Dramatic increases in H2O2 levels have been observed following abscisic acid (ABA) treatment of plant tissues. Following ABA treatment in aleurone cells, H2O2 reached transient levels of approximately 115 micromol/L H2O2. To determine whether ABA perception was modified by such changes, the effect of H2O2 on a recently characterized ABA-binding protein (ABAP1), cloned from barley aleurone layers, was examined. ABA binding to the protein was weakened by H2O2 in a concentration-dependent manner. A concentration of 75 micromol/L H2O2 gave a 50% decline in ABA binding in a reaction following first-order kinetics, indicative of binding-site susceptibility to its microenvironment.

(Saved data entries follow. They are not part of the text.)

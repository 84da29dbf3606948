//! Event types delivered to the embedding host

use serde_json::json;
use std::sync::Arc;

/// Category of a host-bound event.
#[derive(Debug, Clone, Copy, PartialEq, Eq)]
pub enum EventKind {
    /// Connection opened or closed
    Connection,
    /// Transport, device, or protocol failure
    Error,
    /// Transcription of the model's spoken output
    Transcript,
    /// Text returned directly by the model
    Text,
}

impl EventKind {
    pub fn as_str(&self) -> &'static str {
        match self {
            Self::Connection => "connection",
            Self::Error => "error",
            Self::Transcript => "transcript",
            Self::Text => "text",
        }
    }
}

/// One event delivered to the host callback.
#[derive(Debug, Clone)]
pub struct HostEvent {
    pub message: String,
    pub kind: EventKind,
}

impl HostEvent {
    pub fn new(message: impl Into<String>, kind: EventKind) -> Self {
        Self {
            message: message.into(),
            kind,
        }
    }

    /// Render as the `{"type":...,"message":...}` JSON string hosts forward
    /// across language boundaries.
    pub fn to_json(&self) -> String {
        json!({
            "type": self.kind.as_str(),
            "message": self.message,
        })
        .to_string()
    }
}

/// Host-supplied callback invoked for every [`HostEvent`].
///
/// Called from the engine's worker tasks; implementations must be cheap or
/// hand the event off to the host's own queue.
pub type MessageCallback = Arc<dyn Fn(HostEvent) + Send + Sync>;

#[cfg(test)]
mod tests {
    use super::*;

    #[test]
    fn kind_strings_match_wire_names() {
        assert_eq!(EventKind::Connection.as_str(), "connection");
        assert_eq!(EventKind::Error.as_str(), "error");
        assert_eq!(EventKind::Transcript.as_str(), "transcript");
        assert_eq!(EventKind::Text.as_str(), "text");
    }

    #[test]
    fn to_json_escapes_message() {
        let event = HostEvent::new("line\"one\"\nline two", EventKind::Text);
        let parsed: serde_json::Value = serde_json::from_str(&event.to_json()).unwrap();
        assert_eq!(parsed["type"], "text");
        assert_eq!(parsed["message"], "line\"one\"\nline two");
    }
}
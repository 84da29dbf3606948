//! Device trait seams for audio and camera hardware
//!
//! The engine only ever talks to these traits; the embedding host may plug
//! in its own implementations (it owns permission checks and hardware
//! selection). PulseAudio-backed defaults are provided behind the `pulse`
//! feature for desktop hosts.

use anyhow::Result;
use std::time::Instant;

/// Blocking PCM capture device: 16-bit signed mono samples.
pub trait AudioInput: Send {
    /// Read one device-granularity frame of samples into `buf`, blocking
    /// until data is available. Returns the number of samples written.
    fn read(&mut self, buf: &mut [i16]) -> Result<usize>;
}

/// Blocking PCM playback device: 16-bit signed little-endian mono bytes.
pub trait AudioOutput: Send {
    /// Write one chunk, blocking until the device has buffered it.
    fn write(&mut self, pcm: &[u8]) -> Result<()>;
}

/// One camera frame as delivered by the host's camera stack.
#[derive(Debug, Clone)]
pub struct ImageFrame {
    /// Encoded image bytes (typically JPEG straight off the sensor).
    pub bytes: Vec<u8>,
    pub width: u32,
    pub height: u32,
    pub captured_at: Instant,
}

impl ImageFrame {
    pub fn new(bytes: Vec<u8>, width: u32, height: u32) -> Self {
        Self {
            bytes,
            width,
            height,
            captured_at: Instant::now(),
        }
    }
}

/// Blocking camera frame source. The host selects the hardware camera and
/// hands the engine an implementation of this trait.
pub trait CameraSource: Send {
    /// Block until the next frame is available.
    fn next_frame(&mut self) -> Result<ImageFrame>;
}

/// Factory invoked each time recording starts; the device is released when
/// recording stops.
pub type AudioInputFn = Box<dyn Fn() -> Result<Box<dyn AudioInput>> + Send + Sync>;
/// Factory invoked lazily when playback first needs the output device.
pub type AudioOutputFn = Box<dyn Fn() -> Result<Box<dyn AudioOutput>> + Send + Sync>;
/// Factory invoked each time the camera pipeline starts.
pub type CameraSourceFn = Box<dyn Fn() -> Result<Box<dyn CameraSource>> + Send + Sync>;

#[cfg(feature = "pulse")]
pub use pulse_devices::{PulseInput, PulseOutput};

#[cfg(feature = "pulse")]
mod pulse_devices {
    use super::{AudioInput, AudioOutput};
    use anyhow::{Context, Result};
    use libpulse_binding::sample::{Format, Spec};
    use libpulse_binding::stream::Direction;
    use libpulse_simple_binding::Simple;

    fn spec(sample_rate: u32) -> Spec {
        Spec {
            format: Format::S16le,
            channels: 1,
            rate: sample_rate,
        }
    }

    /// Microphone capture through a blocking PulseAudio record stream.
    pub struct PulseInput {
        simple: Simple,
    }

    impl PulseInput {
        pub fn new(app_name: &str, sample_rate: u32) -> Result<Self> {
            let simple = Simple::new(
                None,
                app_name,
                Direction::Record,
                None,
                "capture",
                &spec(sample_rate),
                None,
                None,
            )
            .context("failed to open PulseAudio record stream")?;
            Ok(Self { simple })
        }
    }

    impl AudioInput for PulseInput {
        fn read(&mut self, buf: &mut [i16]) -> Result<usize> {
            let mut raw = vec![0u8; buf.len() * 2];
            self.simple
                .read(&mut raw)
                .context("PulseAudio read failed")?;
            for (sample, bytes) in buf.iter_mut().zip(raw.chunks_exact(2)) {
                *sample = i16::from_le_bytes([bytes[0], bytes[1]]);
            }
            Ok(buf.len())
        }
    }

    /// Speaker playback through a blocking PulseAudio playback stream.
    pub struct PulseOutput {
        simple: Simple,
    }

    impl PulseOutput {
        pub fn new(app_name: &str, sample_rate: u32) -> Result<Self> {
            let simple = Simple::new(
                None,
                app_name,
                Direction::Playback,
                None,
                "playback",
                &spec(sample_rate),
                None,
                None,
            )
            .context("failed to open PulseAudio playback stream")?;
            Ok(Self { simple })
        }
    }

    impl AudioOutput for PulseOutput {
        fn write(&mut self, pcm: &[u8]) -> Result<()> {
            self.simple
                .write(pcm)
                .context("PulseAudio write failed")?;
            Ok(())
        }
    }
}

We monitored the unfolding of ABAP1 using steady-state and time-resolved tryptophan fluorescence, while following the capacity of ABAP1 to bind ABA. ABA binding decreased by 50% following ABAP1 denaturation with 1 mol/L guanidine hydrochloride or 2 mol/L urea, while the maximum emission spectra (lambda emi) red shifted from 338 to 347 nm at 3.5 mol/L guanidine hydrochloride and 5 mol/L urea. However, only a slight blue shift of lambda emi was observed following either ABAP1 incubation with H2O2 or binding to (+)-ABA (physiologically active ABA). The equilibrium ABA dissociation rate accelerated in the presence of 250 micromol/L H2O2, with the half-time dissociation reduced to 8 min. A comparison of inactivation kinetics and conformational changes shows that inactivation of ABAP1 occurs before any noticeable conformational change. This suggests that the ABA binding site is highly responsive to its microenvironment and is situated in a region that is more flexible than the protein molecule as a whole. The results demonstrate that H2O2, generated by ABA treatment of aleurone layers, is sufficient to affect the ABA-binding capacity of ABAP1, suggesting that this may be another level of control of ABA signal transduction.